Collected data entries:
####

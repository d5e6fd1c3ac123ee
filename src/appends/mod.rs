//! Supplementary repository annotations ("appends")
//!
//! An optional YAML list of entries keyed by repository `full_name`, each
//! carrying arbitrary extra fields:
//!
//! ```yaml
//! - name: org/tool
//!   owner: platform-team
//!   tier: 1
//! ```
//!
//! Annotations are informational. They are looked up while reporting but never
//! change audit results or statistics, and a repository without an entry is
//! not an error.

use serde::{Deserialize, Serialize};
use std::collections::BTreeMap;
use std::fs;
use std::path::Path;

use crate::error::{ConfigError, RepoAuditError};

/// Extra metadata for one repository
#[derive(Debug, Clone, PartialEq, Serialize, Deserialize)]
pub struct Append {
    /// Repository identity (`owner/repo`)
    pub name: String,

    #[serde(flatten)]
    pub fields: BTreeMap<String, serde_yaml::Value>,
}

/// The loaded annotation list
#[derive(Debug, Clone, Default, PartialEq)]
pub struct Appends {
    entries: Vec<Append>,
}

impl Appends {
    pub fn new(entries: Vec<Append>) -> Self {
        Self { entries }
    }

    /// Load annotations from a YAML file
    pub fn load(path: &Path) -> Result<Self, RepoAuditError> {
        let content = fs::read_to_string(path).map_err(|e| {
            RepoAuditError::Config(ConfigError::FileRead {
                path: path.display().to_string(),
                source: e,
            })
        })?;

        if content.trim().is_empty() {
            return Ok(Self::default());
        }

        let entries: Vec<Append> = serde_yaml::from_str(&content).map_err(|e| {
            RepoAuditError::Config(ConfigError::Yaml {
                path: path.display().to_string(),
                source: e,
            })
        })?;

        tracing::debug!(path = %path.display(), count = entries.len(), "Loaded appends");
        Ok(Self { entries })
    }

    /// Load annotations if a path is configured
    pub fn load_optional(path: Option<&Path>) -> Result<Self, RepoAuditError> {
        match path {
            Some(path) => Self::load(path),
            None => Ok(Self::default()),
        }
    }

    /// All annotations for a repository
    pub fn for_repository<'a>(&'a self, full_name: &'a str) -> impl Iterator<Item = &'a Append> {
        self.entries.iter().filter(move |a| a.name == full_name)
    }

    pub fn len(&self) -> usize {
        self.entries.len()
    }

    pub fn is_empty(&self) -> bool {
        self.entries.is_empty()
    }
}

####

- [Work required]:
All of the records above should be transcribed exactly.

- [Response for this exercise]:
repository d5e6fd1c3ac123ee
filename src/appends/mod.rs
//! Supplementary repository annotations ("appends")
//!
//! An optional YAML list of entries keyed by repository `full_name`, each
//! carrying arbitrary extra fields:
//!
//! ```yaml
//! - name: org/tool
//!   owner: platform-team
//!   tier: 1
//! ```
//!
//! Annotations are informational. They are looked up while reporting but never
//! change audit results or statistics, and a repository without an entry is
//! not an error.

use serde::{Deserialize, Serialize};
use std::collections::BTreeMap;
use std::fs;
use std::path::Path;

use crate::error::{ConfigError, RepoAuditError};

/// Extra metadata for one repository
#[derive(Debug, Clone, PartialEq, Serialize, Deserialize)]
pub struct Append {
    /// Repository identity (`owner/repo`)
    pub name: String,

    #[serde(flatten)]
    pub fields: BTreeMap<String, serde_yaml::Value>,
}

/// The loaded annotation list
#[derive(Debug, Clone, Default, PartialEq)]
pub struct Appends {
    entries: Vec<Append>,
}

impl Appends {
    pub fn new(entries: Vec<Append>) -> Self {
        Self { entries }
    }

    /// Load annotations from a YAML file
    pub fn load(path: &Path) -> Result<Self, RepoAuditError> {
        let content = fs::read_to_string(path).map_err(|e| {
            RepoAuditError::Config(ConfigError::FileRead {
                path: path.display().to_string(),
                source: e,
            })
        })?;

        if content.trim().is_empty() {
            return Ok(Self::default());
        }

        let entries: Vec<Append> = serde_yaml::from_str(&content).map_err(|e| {
            RepoAuditError::Config(ConfigError::Yaml {
                path: path.display().to_string(),
                source: e,
            })
        })?;

        tracing::debug!(path = %path.display(), count = entries.len(), "Loaded appends");
        Ok(Self { entries })
    }

    /// Load annotations if a path is configured
    pub fn load_optional(path: Option<&Path>) -> Result<Self, RepoAuditError> {
        match path {
            Some(path) => Self::load(path),
            None => Ok(Self::default()),
        }
    }

    /// All annotations for a repository
    pub fn for_repository<'a>(&'a self, full_name: &'a str) -> impl Iterator<Item = &'a Append> {
        self.entries.iter().filter(move |a| a.name == full_name)
    }

    pub fn len(&self) -> usize {
        self.entries.len()
    }

    pub fn is_empty(&self) -> bool {
        self.entries.is_empty()
    }
}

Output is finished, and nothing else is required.